Another advantage of delaying is the opportunity to take advantage of any benefits your employer provides while you're still working. The biggest example is employer-sponsored health insurance. Staying on their plan can be especially valuable before you can enroll in Medicare at age 65. Your company plan may provide affordable dental and vision coverage, too, which can save you money. The longer your employer is covering your healthcare expenses, the less time those expenses will be draining your retirement accounts.

Your employer may offer other major perks like a 401(k) match, which can further bolster your retirement savings. Even benefits like free gym access or education reimbursements are worth taking advantage of.

A shorter period during which your nest egg must support you

Consider this: If you retire at age 62 and live to 90, your nest egg will need to support you for 28 years. If you retire at 66, though, it will only need to support you for 24 years. Depending on the size of your nest egg and your expenses in retirement, that four-year delay could be the difference between a comfortable retirement and running out of money at the worst time.

It's also a move worth considering because few of us know how long we'll live. As of 2021, there were more than 89,000 people aged 100 or older in the U.S. Living that long can be a blessing, so long as you're financially secure.

Shrink inflation's bite

Then, there's inflation, which has averaged around 3.2% over the last century -- though it has sometimes been much higher than that as we've seen recently. At 3.2% annually, a nest egg of $1,000,000 would have the purchasing power of $388,695,000 in 30 years. Yikes! Five less years, and it would have the purchasing power of $454,996, a good bit more.

You can't avoid inflation (though you might consider some inflation-resistant investments), but the shorter your retirement is, the less severe its bite will be.

Collect bigger Social Security checks

Finally, there's Social Security. As you may know, you can start collecting retirement benefits at age 62. Starting early comes with a penalty so your checks will be smaller, though you'll receive more of them. Each month you wait, the checks grow bigger (with a cap at age 70), but you'll receive fewer of them.

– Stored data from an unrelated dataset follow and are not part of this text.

//! File size questions
//!
//! Five sub-types:
//! - image: width × height × colour depth
//! - sound: sample rate × duration × bit depth
//! - text: characters × 8 bits (ASCII)
//! - options: how many values n bits can represent (2^n)
//! - bits from options: minimum bits for n values (⌈log2 n⌉)

use rand::rngs::StdRng;
use rand::Rng;
use serde::{Deserialize, Serialize};
use std::fmt;
use tracing::debug;

use super::{entropy_rng, multiple_of, pick, seeded_rng};
use crate::format::format_number;
use crate::question::{ExplanationSection, QuestionCategory, QuizQuestion};
use crate::units::{self, Unit};

/// Correct when |user - answer| is below this
pub const FILE_SIZE_TOLERANCE: f64 = 0.01;

const COLOUR_DEPTHS: [u32; 7] = [1, 2, 3, 4, 5, 6, 8];
const IMAGE_TARGETS: [Unit; 2] = [Unit::Bit, Unit::Byte];
const SAMPLE_RATES: [u32; 4] = [20, 40, 60, 80];
const BIT_DEPTHS: [u32; 3] = [2, 4, 8];
const SOUND_TARGETS: [Unit; 2] = [Unit::Byte, Unit::Kilobyte];
const TEXT_TARGETS: [Unit; 2] = [Unit::Byte, Unit::Kilobyte];

/// ASCII
pub const BITS_PER_CHAR: u32 = 8;

/// File size sub-type
#[derive(Debug, Clone, Copy, PartialEq, Eq, Hash, Serialize, Deserialize)]
#[serde(rename_all = "camelCase")]
pub enum FileSizeKind {
    Image,
    Sound,
    Text,
    Options,
    BitsFromOptions,
}

impl FileSizeKind {
    pub fn all_variants() -> &'static [FileSizeKind] {
        &[
            FileSizeKind::Image,
            FileSizeKind::Sound,
            FileSizeKind::Text,
            FileSizeKind::Options,
            FileSizeKind::BitsFromOptions,
        ]
    }

    /// Formula reminder for this sub-type
    pub fn hint(&self) -> &'static str {
        match self {
            FileSizeKind::Image => "📷 - colour depth * image height (px) * image width (px)",
            FileSizeKind::Sound => "🔊 - sample rate (Hz) * duration (s) * bit depth",
            FileSizeKind::Text => "🔤 - number of characters * bits per character (8 for ASCII)",
            FileSizeKind::Options => "Number of options? 2 to the power of the number of bits",
            FileSizeKind::BitsFromOptions => {
                "Bits needed for options? Log2(number of options) and round up"
            }
        }
    }
}

impl fmt::Display for FileSizeKind {
    fn fmt(&self, f: &mut fmt::Formatter<'_>) -> fmt::Result {
        let name = match self {
            FileSizeKind::Image => "image",
            FileSizeKind::Sound => "sound",
            FileSizeKind::Text => "text",
            FileSizeKind::Options => "options",
            FileSizeKind::BitsFromOptions => "bitsFromOptions",
        };
        f.write_str(name)
    }
}

/// Parameters of one file size question
#[derive(Debug, Clone, Copy, PartialEq, Eq)]
pub enum FileSizeScenario {
    Image {
        width: u32,
        height: u32,
        colour_depth: u32,
        target_unit: Unit,
    },
    Sound {
        sample_rate: u32,
        duration: u32,
        bit_depth: u32,
        target_unit: Unit,
    },
    Text {
        char_count: u32,
        target_unit: Unit,
    },
    Options {
        num_of_bits: u32,
    },
    BitsFromOptions {
        number_of_options: u32,
    },
}

impl FileSizeScenario {
    pub fn kind(&self) -> FileSizeKind {
        match self {
            FileSizeScenario::Image { .. } => FileSizeKind::Image,
            FileSizeScenario::Sound { .. } => FileSizeKind::Sound,
            FileSizeScenario::Text { .. } => FileSizeKind::Text,
            FileSizeScenario::Options { .. } => FileSizeKind::Options,
            FileSizeScenario::BitsFromOptions { .. } => FileSizeKind::BitsFromOptions,
        }
    }

    /// Unit the answer is expressed in
    ///
    /// Options questions count values rather than storage, so they have none.
    pub fn target_unit(&self) -> Option<Unit> {
        match *self {
            FileSizeScenario::Image { target_unit, .. }
            | FileSizeScenario::Sound { target_unit, .. }
            | FileSizeScenario::Text { target_unit, .. } => Some(target_unit),
            FileSizeScenario::Options { .. } => None,
            FileSizeScenario::BitsFromOptions { .. } => Some(Unit::Bit),
        }
    }
}

/// Convert a bit count for the file size questions
///
/// Only bits, bytes and kilobytes (8000 bits) appear in these questions.
pub fn bits_to_unit(bits: u64, unit: Unit) -> f64 {
    let bits = bits as f64;
    match unit {
        Unit::Bit => bits,
        Unit::Byte => bits / 8.0,
        Unit::Kilobyte => bits / 8_000.0,
        other => units::convert(bits, Unit::Bit, other),
    }
}

/// Minimum whole bits needed to give each of `options` values its own code
///
/// ⌈log2 n⌉ computed on integers; one option needs no bits at all.
pub fn bits_for_options(options: u64) -> u32 {
    u64::BITS - options.saturating_sub(1).leading_zeros()
}

/// Number of distinct values `bits` bits can represent
///
/// Computed in floating point so any bit count is accepted; powers of two
/// stay exact until they overflow to infinity.
pub fn options_for_bits(bits: u32) -> f64 {
    i32::try_from(bits).map_or(f64::INFINITY, |exponent| 2f64.powi(exponent))
}

/// A generated file size question
#[derive(Debug, Clone, PartialEq)]
pub struct FileSizeQuestion {
    scenario: FileSizeScenario,
    answer: f64,
    explanation: Vec<ExplanationSection>,
}

impl FileSizeQuestion {
    pub fn image(width: u32, height: u32, colour_depth: u32, target_unit: Unit) -> Self {
        let size_in_bits = u64::from(width) * u64::from(height) * u64::from(colour_depth);
        let answer = bits_to_unit(size_in_bits, target_unit);

        let mut explanation = vec![
            ExplanationSection::new(
                "Identify the values",
                vec![
                    format!("Width: {} pixels", width),
                    format!("Height: {} pixels", height),
                    format!("Colour depth: {} bits", colour_depth),
                ],
            ),
            ExplanationSection::new(
                "Multiply width × height × colour depth",
                vec![format!(
                    "{} × {} × {} = {} bits",
                    width,
                    height,
                    colour_depth,
                    format_number(size_in_bits as f64)
                )],
            ),
        ];
        if target_unit != Unit::Bit {
            explanation.push(convert_section(size_in_bits, answer, target_unit));
        }

        Self {
            scenario: FileSizeScenario::Image {
                width,
                height,
                colour_depth,
                target_unit,
            },
            answer,
            explanation,
        }
    }

    pub fn sound(sample_rate: u32, duration: u32, bit_depth: u32, target_unit: Unit) -> Self {
        let bits = u64::from(sample_rate) * u64::from(duration) * u64::from(bit_depth);
        let answer = bits_to_unit(bits, target_unit);

        let mut explanation = vec![
            ExplanationSection::new(
                "Identify the values",
                vec![
                    format!("Sample rate: {} Hz", sample_rate),
                    format!("Duration: {} seconds", duration),
                    format!("Bit depth: {} bits", bit_depth),
                ],
            ),
            ExplanationSection::new(
                "Multiply sample rate × duration × bit depth",
                vec![format!(
                    "{} × {} × {} = {} bits",
                    sample_rate,
                    duration,
                    bit_depth,
                    format_number(bits as f64)
                )],
            ),
        ];
        if target_unit != Unit::Bit {
            explanation.push(convert_section(bits, answer, target_unit));
        }

        Self {
            scenario: FileSizeScenario::Sound {
                sample_rate,
                duration,
                bit_depth,
                target_unit,
            },
            answer,
            explanation,
        }
    }

    pub fn text(char_count: u32, target_unit: Unit) -> Self {
        let bits = u64::from(char_count) * u64::from(BITS_PER_CHAR);
        let answer = bits_to_unit(bits, target_unit);

        let mut explanation = vec![
            ExplanationSection::new(
                "Identify the values",
                vec![
                    format!("Number of characters: {}", format_number(f64::from(char_count))),
                    format!("Bits per character (ASCII): {}", BITS_PER_CHAR),
                ],
            ),
            ExplanationSection::new(
                "Multiply number of characters × bits per character",
                vec![format!(
                    "{} × {} = {} bits",
                    format_number(f64::from(char_count)),
                    BITS_PER_CHAR,
                    format_number(bits as f64)
                )],
            ),
        ];
        if target_unit != Unit::Bit {
            explanation.push(convert_section(bits, answer, target_unit));
        }

        Self {
            scenario: FileSizeScenario::Text {
                char_count,
                target_unit,
            },
            answer,
            explanation,
        }
    }

    pub fn options(num_of_bits: u32) -> Self {
        let options = options_for_bits(num_of_bits);
        let explanation = vec![
            ExplanationSection::new(
                "Identify the values",
                vec![format!("Number of bits: {}", num_of_bits)],
            ),
            ExplanationSection::new(
                "Calculate 2 ^ number of bits",
                vec![format!("2^{} = {} options", num_of_bits, format_number(options))],
            ),
        ];

        Self {
            scenario: FileSizeScenario::Options { num_of_bits },
            answer: options,
            explanation,
        }
    }

    pub fn bits_from_options(number_of_options: u32) -> Self {
        let bits = bits_for_options(u64::from(number_of_options));
        let explanation = vec![
            ExplanationSection::new(
                "Identify the values",
                vec![format!("Number of options: {}", number_of_options)],
            ),
            ExplanationSection::new(
                "Use trial and error - which power of 2 is it less than or equal to?",
                vec![
                    "2^1 = 2, 2^2 = 4, 2^3 = 8, 2^4 = 16, 2^5 = 32, 2^6 = 64, 2^7 = 128, 2^8 = 256"
                        .to_string(),
                    format!("Answer: {} bits", bits),
                ],
            ),
            ExplanationSection::new(
                "The maths: calculate log2(number of options) and round up",
                vec![format!(
                    "log2({}) = {} → {} bits",
                    number_of_options,
                    format_number(crate::format::round_to(
                        f64::from(number_of_options.max(1)).log2(),
                        3
                    )),
                    bits
                )],
            ),
        ];

        Self {
            scenario: FileSizeScenario::BitsFromOptions { number_of_options },
            answer: f64::from(bits),
            explanation,
        }
    }

    pub fn scenario(&self) -> &FileSizeScenario {
        &self.scenario
    }

    pub fn kind(&self) -> FileSizeKind {
        self.scenario.kind()
    }
}

fn convert_section(bits: u64, answer: f64, target_unit: Unit) -> ExplanationSection {
    ExplanationSection::new(
        format!("Convert to {}", target_unit),
        vec![format!(
            "{} bits = {} {}",
            format_number(bits as f64),
            format_number(answer),
            target_unit
        )],
    )
}

impl QuizQuestion for FileSizeQuestion {
    fn category(&self) -> QuestionCategory {
        QuestionCategory::CalculateFileSize
    }

    fn text(&self) -> String {
        match self.scenario {
            FileSizeScenario::Image {
                width,
                height,
                colour_depth,
                target_unit,
            } => format!(
                "An image is {} pixels by {} pixels using a colour depth of {} bits. How large is the file? Give your answer in {}.",
                width, height, colour_depth, target_unit
            ),
            FileSizeScenario::Sound {
                sample_rate,
                duration,
                bit_depth,
                target_unit,
            } => format!(
                "A sound file has a sample rate of {} Hz, duration of {} seconds, and bit depth of {} bits. What is the file size in {}?",
                sample_rate, duration, bit_depth, target_unit
            ),
            FileSizeScenario::Text {
                char_count,
                target_unit,
            } => format!(
                "A text file is stored in ASCII. It has {} characters. How large is the file in {}?",
                format_number(f64::from(char_count)),
                target_unit
            ),
            FileSizeScenario::Options { num_of_bits } => format!(
                "A file uses {} bits to store each value. How many different options can it represent?",
                num_of_bits
            ),
            FileSizeScenario::BitsFromOptions { number_of_options } => format!(
                "An image wants to use {} different colours. What's the minimum number of bits to store each pixel?",
                number_of_options
            ),
        }
    }

    fn hint(&self) -> &'static str {
        self.kind().hint()
    }

    fn answer(&self) -> f64 {
        self.answer
    }

    fn explanation(&self) -> &[ExplanationSection] {
        &self.explanation
    }

    fn tolerance(&self) -> f64 {
        FILE_SIZE_TOLERANCE
    }
}

/// Generates file size questions
pub struct FileSizeEngine<R = StdRng> {
    rng: R,
}

impl FileSizeEngine<StdRng> {
    pub fn new() -> Self {
        Self::with_rng(entropy_rng())
    }

    pub fn seeded(seed: u64) -> Self {
        Self::with_rng(seeded_rng(seed))
    }
}

impl Default for FileSizeEngine<StdRng> {
    fn default() -> Self {
        Self::new()
    }
}

impl<R: Rng> FileSizeEngine<R> {
    pub fn with_rng(rng: R) -> Self {
        Self { rng }
    }

    /// Random question of a uniformly chosen sub-type
    pub fn generate_question(&mut self) -> FileSizeQuestion {
        let kind = pick(&mut self.rng, FileSizeKind::all_variants());
        self.generate(kind)
    }

    /// Random question of a specific sub-type
    pub fn generate(&mut self, kind: FileSizeKind) -> FileSizeQuestion {
        let rng = &mut self.rng;
        let question = match kind {
            FileSizeKind::Image => {
                let width = multiple_of(rng, 2, 2, 20);
                let height = multiple_of(rng, 2, 2, 20);
                let colour_depth = pick(rng, &COLOUR_DEPTHS);
                let target = pick(rng, &IMAGE_TARGETS);
                FileSizeQuestion::image(width, height, colour_depth, target)
            }
            FileSizeKind::Sound => {
                let sample_rate = pick(rng, &SAMPLE_RATES);
                let duration = rng.gen_range(1..=10);
                let bit_depth = pick(rng, &BIT_DEPTHS);
                let target = pick(rng, &SOUND_TARGETS);
                FileSizeQuestion::sound(sample_rate, duration, bit_depth, target)
            }
            FileSizeKind::Text => {
                let char_count = multiple_of(rng, 100, 1000, 6000);
                let target = pick(rng, &TEXT_TARGETS);
                FileSizeQuestion::text(char_count, target)
            }
            FileSizeKind::Options => FileSizeQuestion::options(rng.gen_range(1..=8)),
            FileSizeKind::BitsFromOptions => {
                FileSizeQuestion::bits_from_options(rng.gen_range(1..=256))
            }
        };

        debug!("Generated {} file size question: {:?}", kind, question.scenario());
        question
    }
}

The decision as to when to start collecting Social Security is a big one and should be made after much thought and planning. There's no single age that's best for everyone.

But postponing retirement can not only increase your Social Security benefits, but it will also mean that each cost-of-living adjustment (COLA) will be based on a bigger benefit, too, giving you bigger bumps in most years.

As you develop your retirement plan, give some thought as to whether it might make sense for you to delay your retirement by a few years.